» **EXERCISE INPUTS**
//! HTTP route handlers.

use std::sync::Arc;
use std::time::Duration;

use askama::Template;
use axum::{
    Json, Router,
    extract::{Query, State, rejection::JsonRejection},
    http::StatusCode,
    response::{Html, IntoResponse},
    routing::{get, put},
};
use tower_http::trace::TraceLayer;
use tracing::{error, warn};

use crate::bart::{BartError, FeedSource};
use crate::board::{DurationUnavailable, extract_departures, resolve_duration};
use crate::domain::catalog::stations;
use crate::domain::{Direction, StationCode};
use crate::poll::{BoardSnapshot, PollerHandle, Selection};

use super::dto::*;
use super::state::AppState;
use super::templates::BoardTemplate;

/// How long the page waits for a new selection's first board.
const BOARD_WAIT: Duration = Duration::from_secs(5);

/// Create the application router.
pub fn create_router(state: AppState) -> Router {
    Router::new()
        .route("/", get(board_page))
        .route("/health", get(health))
        .route("/departures", get(departures))
        .route("/trip-time", get(trip_time))
        .route("/api/board", get(board_json))
        .route("/api/selection", put(change_selection))
        .route("/api/stations", get(list_stations))
        .layer(TraceLayer::new_for_http())
        .with_state(state)
}

/// Health check endpoint.
async fn health() -> &'static str {
    "ok"
}

/// A query value, with blank treated as absent.
fn present(value: &Option<String>) -> Option<&str> {
    value.as_deref().map(str::trim).filter(|v| !v.is_empty())
}

fn parse_station(param: &str, raw: &str) -> Result<StationCode, AppError> {
    StationCode::parse_normalized(raw).map_err(|e| AppError::BadRequest {
        message: format!("invalid {param} {raw:?}: {e}"),
    })
}

fn parse_direction(raw: &str) -> Result<Direction, AppError> {
    Direction::parse(raw).map_err(|e| AppError::BadRequest {
        message: e.to_string(),
    })
}

/// Live departures for a station and direction.
async fn departures(
    State(state): State<AppState>,
    Query(req): Query<DeparturesRequest>,
) -> Result<Json<DeparturesResponse>, AppError> {
    let station = match present(&req.station) {
        Some(raw) => parse_station("station", raw)?,
        None => state.defaults.station,
    };
    let direction = match present(&req.dir) {
        Some(raw) => parse_direction(raw)?,
        None => state.defaults.direction,
    };

    let board = state.feed()?.departures(station, direction).await?;

    let items = extract_departures(&board)
        .iter()
        .map(DepartureItem::from_estimate)
        .collect();

    Ok(Json(DeparturesResponse {
        station: board.station_name.unwrap_or_else(|| station.to_string()),
        dir: direction,
        items,
        timestamp: board.generated_at,
    }))
}

/// Fastest scheduled trip time between two stations.
async fn trip_time(
    State(state): State<AppState>,
    Query(req): Query<TripTimeRequest>,
) -> Result<Json<TripTimeResponse>, AppError> {
    let (Some(orig), Some(dest)) = (present(&req.orig), present(&req.dest)) else {
        return Err(AppError::BadRequest {
            message: "orig and dest are required".to_string(),
        });
    };
    let origin = parse_station("orig", orig)?;
    let destination = parse_station("dest", dest)?;
    if origin == destination {
        return Err(AppError::BadRequest {
            message: format!("orig and dest are both {origin}"),
        });
    }

    let candidates = state.feed()?.trips(origin, destination).await?;
    let duration = resolve_duration(origin, destination, &candidates)?;

    Ok(Json(TripTimeResponse {
        duration_min: duration.minutes(),
    }))
}

/// Build a selection from request fields, keeping `current` for any
/// field left out.
fn selection_from(req: &SelectionRequest, current: Selection) -> Result<Selection, AppError> {
    let station = match present(&req.station) {
        Some(raw) => parse_station("station", raw)?,
        None => current.station,
    };
    let direction = match present(&req.dir) {
        Some(raw) => parse_direction(raw)?,
        None => current.direction,
    };
    let destination = match present(&req.dest) {
        Some(raw) => parse_station("dest", raw)?,
        None => current.destination,
    };

    Selection::new(station, direction, destination).map_err(|e| AppError::BadRequest {
        message: e.to_string(),
    })
}

/// The latest published board.
async fn board_json(State(state): State<AppState>) -> Result<Json<BoardResponse>, AppError> {
    let snapshot = state.poller()?.snapshot();
    Ok(Json(BoardResponse::from_snapshot(&snapshot)))
}

/// Change what the board shows. The refresh happens in the background.
async fn change_selection(
    State(state): State<AppState>,
    body: Result<Json<SelectionRequest>, JsonRejection>,
) -> Result<impl IntoResponse, AppError> {
    let Json(req) = body?;
    let poller = state.poller()?;
    let selection = selection_from(&req, poller.selection())?;
    let changed = poller.select(selection);

    Ok((
        StatusCode::ACCEPTED,
        Json(SelectionResponse { selection, changed }),
    ))
}

/// Station catalog.
async fn list_stations() -> Json<StationsResponse> {
    Json(StationsResponse {
        stations: stations().map(StationResult::from).collect(),
    })
}

/// HTML departure board. Query parameters change the selection.
async fn board_page(
    State(state): State<AppState>,
    Query(req): Query<SelectionRequest>,
) -> Result<Html<String>, AppError> {
    let poller = state.poller()?;

    let snapshot = if req.is_empty() {
        poller.snapshot()
    } else {
        let selection = selection_from(&req, poller.selection())?;
        poller.select(selection);
        first_board(poller, selection).await
    };

    let html = BoardTemplate::from_snapshot(&snapshot, state.refresh_secs)
        .render()
        .map_err(|e| AppError::Internal {
            message: format!("Template error: {}", e),
        })?;

    Ok(Html(html))
}

/// Wait briefly for a settled board for `selection`, falling back to
/// whatever is published.
async fn first_board(poller: &PollerHandle, selection: Selection) -> Arc<BoardSnapshot> {
    let mut rx = poller.subscribe();
    let waited = tokio::time::timeout(
        BOARD_WAIT,
        rx.wait_for(|s| s.selection == selection && s.cycles > 0),
    )
    .await;

    match waited {
        Ok(Ok(snapshot)) => Arc::clone(&snapshot),
        _ => poller.snapshot(),
    }
}

/// Application error type.
#[derive(Debug)]
pub enum AppError {
    /// Invalid or missing request input
    BadRequest { message: String },
    /// The server has no usable upstream configuration
    Config { message: String },
    /// The upstream feed failed or returned nothing usable
    Upstream { message: String },
    Internal { message: String },
}

impl From<BartError> for AppError {
    fn from(e: BartError) -> Self {
        match e {
            BartError::NotConfigured(message) => AppError::Config { message },
            e => AppError::Upstream {
                message: e.to_string(),
            },
        }
    }
}

impl From<JsonRejection> for AppError {
    fn from(e: JsonRejection) -> Self {
        AppError::BadRequest {
            message: e.body_text(),
        }
    }
}

impl From<DurationUnavailable> for AppError {
    fn from(e: DurationUnavailable) -> Self {
        AppError::Upstream {
            message: e.to_string(),
        }
    }
}

impl IntoResponse for AppError {
    fn into_response(self) -> axum::response::Response {
        let (status, message) = match self {
            AppError::BadRequest { message } => (StatusCode::BAD_REQUEST, message),
            AppError::Config { message } => (StatusCode::INTERNAL_SERVER_ERROR, message),
            AppError::Upstream { message } => (StatusCode::BAD_GATEWAY, message),
            AppError::Internal { message } => (StatusCode::INTERNAL_SERVER_ERROR, message),
        };

        if status.is_server_error() {
            error!(%status, %message, "request failed");
        } else {
            warn!(%status, %message, "request rejected");
        }

        let body = Json(ErrorResponse { error: message });
        (status, body).into_response()
    }
}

» **WORK INSTRUCTION**
Reproduce exactly, and only, the lines from the start of the entries through the one that contains "use super::dto::*;".

» **RESPONSE AREA**
//! HTTP route handlers.

use std::sync::Arc;
use std::time::Duration;

use askama::Template;
use axum::{
    Json, Router,
    extract::{Query, State, rejection::JsonRejection},
    http::StatusCode,
    response::{Html, IntoResponse},
    routing::{get, put},
};
use tower_http::trace::TraceLayer;
use tracing::{error, warn};

use crate::bart::{BartError, FeedSource};
use crate::board::{DurationUnavailable, extract_departures, resolve_duration};
use crate::domain::catalog::stations;
use crate::domain::{Direction, StationCode};
use crate::poll::{BoardSnapshot, PollerHandle, Selection};

use super::dto::*;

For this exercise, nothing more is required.